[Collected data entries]

Content starts

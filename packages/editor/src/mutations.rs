//! # Document Mutations
//!
//! Every change to a [`Document`] goes through a [`Mutation`].
//!
//! ## Design Principles
//!
//! 1. **Validate, then apply**: a mutation that fails leaves the document untouched
//! 2. **Positional identity**: structural changes reindex the affected sequence
//! 3. **Explicit views**: each mutation names the views that must be re-rendered
//!
//! ## Mutation Semantics
//!
//! ### DeleteTopic
//! - Removes the topic and renumbers the rest
//! - Unit references are left as they are; a reference to a removed position
//!   either dangles or now points at the topic that moved into it
//!
//! ### ReorderTopic
//! - Moves one topic, preserving the relative order of all others
//!
//! ### RemoveTopicFromUnit
//! - Idempotent: removing an absent reference changes nothing
//!
//! ### ToggleTopicCompletion
//! - Out-of-range index is a no-op, not an error

use crate::document::{
    AssessmentMethod, Difficulty, Document, Frequency, Schedule, Topic, Unit,
};
use crate::render::View;
use serde::{Deserialize, Serialize};
use thiserror::Error;

/// Semantic operations on a syllabus document
#[derive(Debug, Clone, Serialize, Deserialize, PartialEq)]
#[serde(tag = "type", rename_all = "snake_case")]
pub enum Mutation {
    /// Append a new, not yet completed topic
    AddTopic {
        name: String,
        description: String,
        duration_hours: f64,
        difficulty: Difficulty,
    },

    /// Edit fields of an existing topic
    UpdateTopic { index: usize, patch: TopicPatch },

    /// Flip a topic between completed and pending
    ToggleTopicCompletion { index: usize },

    /// Remove a topic (caller has already confirmed)
    DeleteTopic { index: usize },

    /// Move a topic from one position to another
    ReorderTopic { from: usize, to: usize },

    /// Append an empty unit
    AddUnit,

    /// Edit title/description of a unit
    UpdateUnit { index: usize, patch: UnitPatch },

    /// Remove a unit (caller has already confirmed)
    DeleteUnit { index: usize },

    /// Reference a topic from a unit
    AssignTopicToUnit { unit_index: usize, topic_index: usize },

    /// Drop a topic reference from a unit
    RemoveTopicFromUnit { unit_index: usize, topic_index: usize },

    /// Append the default assessment method
    AddAssessmentMethod,

    /// Edit an assessment method
    UpdateAssessmentMethod {
        index: usize,
        patch: AssessmentMethodPatch,
    },

    /// Remove an assessment method (caller has already confirmed)
    DeleteAssessmentMethod { index: usize },

    /// Replace the teaching schedule
    SetSchedule { schedule: Schedule },
}

/// Partial update of a topic; `None` fields are left unchanged
#[derive(Debug, Clone, Default, Serialize, Deserialize, PartialEq)]
pub struct TopicPatch {
    #[serde(default, skip_serializing_if = "Option::is_none")]
    pub name: Option<String>,

    #[serde(default, skip_serializing_if = "Option::is_none")]
    pub description: Option<String>,

    #[serde(default, skip_serializing_if = "Option::is_none")]
    pub duration_hours: Option<f64>,

    #[serde(default, skip_serializing_if = "Option::is_none")]
    pub difficulty: Option<Difficulty>,
}

#[derive(Debug, Clone, Default, Serialize, Deserialize, PartialEq)]
pub struct UnitPatch {
    #[serde(default, skip_serializing_if = "Option::is_none")]
    pub title: Option<String>,

    #[serde(default, skip_serializing_if = "Option::is_none")]
    pub description: Option<String>,
}

#[derive(Debug, Clone, Default, Serialize, Deserialize, PartialEq)]
pub struct AssessmentMethodPatch {
    #[serde(default, skip_serializing_if = "Option::is_none")]
    pub name: Option<String>,

    #[serde(default, skip_serializing_if = "Option::is_none")]
    pub weight_percent: Option<f64>,

    #[serde(default, skip_serializing_if = "Option::is_none")]
    pub frequency: Option<Frequency>,
}

#[derive(Error, Debug, Clone, PartialEq)]
pub enum MutationError {
    #[error("Validation error: {0}")]
    Validation(String),

    #[error("No {target} at index {index} (have {len})")]
    IndexOutOfRange {
        target: &'static str,
        index: usize,
        len: usize,
    },
}

/// What a successfully applied mutation produced
#[derive(Debug, Clone, PartialEq)]
pub enum Applied {
    /// A topic was created
    Topic(Topic),

    /// A unit was created
    Unit(Unit),

    /// The document changed
    Changed,

    /// The mutation was valid but had nothing to do
    Unchanged,
}

impl Applied {
    pub fn is_change(&self) -> bool {
        !matches!(self, Applied::Unchanged)
    }
}

impl Mutation {
    /// Apply mutation to the document with validation
    pub fn apply(&self, doc: &mut Document) -> Result<Applied, MutationError> {
        self.validate(doc)?;

        match self {
            Mutation::AddTopic {
                name,
                description,
                duration_hours,
                difficulty,
            } => {
                let topic = Topic::new(
                    doc.topics.len(),
                    name.trim(),
                    description.trim(),
                    *duration_hours,
                    *difficulty,
                );
                doc.topics.push(topic.clone());
                Ok(Applied::Topic(topic))
            }

            Mutation::UpdateTopic { index, patch } => {
                let topic = &mut doc.topics[*index];
                if let Some(name) = &patch.name {
                    topic.name = name.trim().to_string();
                }
                if let Some(description) = &patch.description {
                    topic.description = description.clone();
                }
                if let Some(hours) = patch.duration_hours {
                    topic.duration_hours = hours;
                }
                if let Some(difficulty) = patch.difficulty {
                    topic.difficulty = difficulty;
                }
                Ok(Applied::Changed)
            }

            Mutation::ToggleTopicCompletion { index } => match doc.topics.get_mut(*index) {
                Some(topic) => {
                    topic.completed = !topic.completed;
                    Ok(Applied::Changed)
                }
                None => Ok(Applied::Unchanged),
            },

            Mutation::DeleteTopic { index } => {
                doc.topics.remove(*index);
                doc.reindex_topics();
                Ok(Applied::Changed)
            }

            Mutation::ReorderTopic { from, to } => {
                if from == to {
                    return Ok(Applied::Unchanged);
                }
                let topic = doc.topics.remove(*from);
                doc.topics.insert(*to, topic);
                doc.reindex_topics();
                Ok(Applied::Changed)
            }

            Mutation::AddUnit => {
                let unit = Unit::new(doc.units.len());
                doc.units.push(unit.clone());
                Ok(Applied::Unit(unit))
            }

            Mutation::UpdateUnit { index, patch } => {
                let unit = &mut doc.units[*index];
                if let Some(title) = &patch.title {
                    unit.title = title.clone();
                }
                if let Some(description) = &patch.description {
                    unit.description = description.clone();
                }
                Ok(Applied::Changed)
            }

            Mutation::DeleteUnit { index } => {
                doc.units.remove(*index);
                doc.reindex_units();
                Ok(Applied::Changed)
            }

            Mutation::AssignTopicToUnit {
                unit_index,
                topic_index,
            } => {
                let refs = &mut doc.units[*unit_index].topic_refs;
                if refs.contains(topic_index) {
                    return Ok(Applied::Unchanged);
                }
                refs.push(*topic_index);
                Ok(Applied::Changed)
            }

            Mutation::RemoveTopicFromUnit {
                unit_index,
                topic_index,
            } => {
                let Some(unit) = doc.units.get_mut(*unit_index) else {
                    return Ok(Applied::Unchanged);
                };
                match unit.topic_refs.iter().position(|r| r == topic_index) {
                    Some(pos) => {
                        unit.topic_refs.remove(pos);
                        Ok(Applied::Changed)
                    }
                    None => Ok(Applied::Unchanged),
                }
            }

            Mutation::AddAssessmentMethod => {
                doc.assessment_plan.methods.push(AssessmentMethod::default());
                Ok(Applied::Changed)
            }

            Mutation::UpdateAssessmentMethod { index, patch } => {
                let method = &mut doc.assessment_plan.methods[*index];
                if let Some(name) = &patch.name {
                    method.name = name.clone();
                }
                if let Some(weight) = patch.weight_percent {
                    method.weight_percent = weight;
                }
                if let Some(frequency) = patch.frequency {
                    method.frequency = frequency;
                }
                Ok(Applied::Changed)
            }

            Mutation::DeleteAssessmentMethod { index } => {
                doc.assessment_plan.methods.remove(*index);
                Ok(Applied::Changed)
            }

            Mutation::SetSchedule { schedule } => {
                if doc.schedule == *schedule {
                    return Ok(Applied::Unchanged);
                }
                doc.schedule = schedule.clone();
                Ok(Applied::Changed)
            }
        }
    }

    /// Validate without applying
    pub fn validate(&self, doc: &Document) -> Result<(), MutationError> {
        match self {
            Mutation::AddTopic {
                name,
                duration_hours,
                ..
            } => {
                require_name(name)?;
                require_duration(*duration_hours)
            }

            Mutation::UpdateTopic { index, patch } => {
                check_index("topic", *index, doc.topics.len())?;
                if let Some(name) = &patch.name {
                    require_name(name)?;
                }
                if let Some(hours) = patch.duration_hours {
                    require_duration(hours)?;
                }
                Ok(())
            }

            // Out of range is a no-op
            Mutation::ToggleTopicCompletion { .. } => Ok(()),

            Mutation::DeleteTopic { index } => check_index("topic", *index, doc.topics.len()),

            Mutation::ReorderTopic { from, to } => {
                check_index("topic", *from, doc.topics.len())?;
                check_index("topic", *to, doc.topics.len())
            }

            Mutation::AddUnit | Mutation::AddAssessmentMethod => Ok(()),

            Mutation::UpdateUnit { index, .. } | Mutation::DeleteUnit { index } => {
                check_index("unit", *index, doc.units.len())
            }

            Mutation::AssignTopicToUnit {
                unit_index,
                topic_index,
            } => {
                check_index("unit", *unit_index, doc.units.len())?;
                check_index("topic", *topic_index, doc.topics.len())
            }

            // Idempotent, including for a missing unit
            Mutation::RemoveTopicFromUnit { .. } => Ok(()),

            Mutation::UpdateAssessmentMethod { index, patch } => {
                check_index(
                    "assessment method",
                    *index,
                    doc.assessment_plan.methods.len(),
                )?;
                if let Some(name) = &patch.name {
                    if name.trim().is_empty() {
                        return Err(MutationError::Validation(
                            "Assessment method name cannot be empty".to_string(),
                        ));
                    }
                }
                if let Some(weight) = patch.weight_percent {
                    require_weight(weight)?;
                }
                Ok(())
            }

            Mutation::DeleteAssessmentMethod { index } => check_index(
                "assessment method",
                *index,
                doc.assessment_plan.methods.len(),
            ),

            Mutation::SetSchedule { schedule } => {
                if !schedule.weekly_hours_total.is_finite() || schedule.weekly_hours_total < 0.0 {
                    return Err(MutationError::Validation(
                        "Weekly hours must be zero or more".to_string(),
                    ));
                }
                if schedule.monthly_plan.iter().any(|m| m.month.trim().is_empty()) {
                    return Err(MutationError::Validation(
                        "Every monthly plan entry needs a month".to_string(),
                    ));
                }
                Ok(())
            }
        }
    }

    /// Views whose projection changes when this mutation is applied
    pub fn affected_views(&self) -> &'static [View] {
        match self {
            Mutation::AddTopic { .. } | Mutation::ToggleTopicCompletion { .. } => &[View::Topics],

            // Units show topic names and resolve refs by position
            Mutation::UpdateTopic { .. }
            | Mutation::DeleteTopic { .. }
            | Mutation::ReorderTopic { .. } => &[View::Topics, View::Units],

            Mutation::AddUnit
            | Mutation::UpdateUnit { .. }
            | Mutation::DeleteUnit { .. }
            | Mutation::AssignTopicToUnit { .. }
            | Mutation::RemoveTopicFromUnit { .. } => &[View::Units],

            Mutation::AddAssessmentMethod
            | Mutation::UpdateAssessmentMethod { .. }
            | Mutation::DeleteAssessmentMethod { .. } => &[View::AssessmentPlan],

            Mutation::SetSchedule { .. } => &[View::Schedule],
        }
    }

    /// Get a debug name for this mutation
    pub fn name(&self) -> &'static str {
        match self {
            Mutation::AddTopic { .. } => "add_topic",
            Mutation::UpdateTopic { .. } => "update_topic",
            Mutation::ToggleTopicCompletion { .. } => "toggle_topic_completion",
            Mutation::DeleteTopic { .. } => "delete_topic",
            Mutation::ReorderTopic { .. } => "reorder_topic",
            Mutation::AddUnit => "add_unit",
            Mutation::UpdateUnit { .. } => "update_unit",
            Mutation::DeleteUnit { .. } => "delete_unit",
            Mutation::AssignTopicToUnit { .. } => "assign_topic_to_unit",
            Mutation::RemoveTopicFromUnit { .. } => "remove_topic_from_unit",
            Mutation::AddAssessmentMethod => "add_assessment_method",
            Mutation::UpdateAssessmentMethod { .. } => "update_assessment_method",
            Mutation::DeleteAssessmentMethod { .. } => "delete_assessment_method",
            Mutation::SetSchedule { .. } => "set_schedule",
        }
    }
}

Content ends

**Task directions:** Please list every line of the records that contains "ToggleTopicCompletion".

**Written answer:**
//! ### ToggleTopicCompletion
    ToggleTopicCompletion { index: usize },
            Mutation::ToggleTopicCompletion { index } => match doc.topics.get_mut(*index) {
            Mutation::ToggleTopicCompletion { .. } => Ok(()),
            Mutation::AddTopic { .. } | Mutation::ToggleTopicCompletion { .. } => &[View::Topics],
            Mutation::ToggleTopicCompletion { .. } => "toggle_topic_completion",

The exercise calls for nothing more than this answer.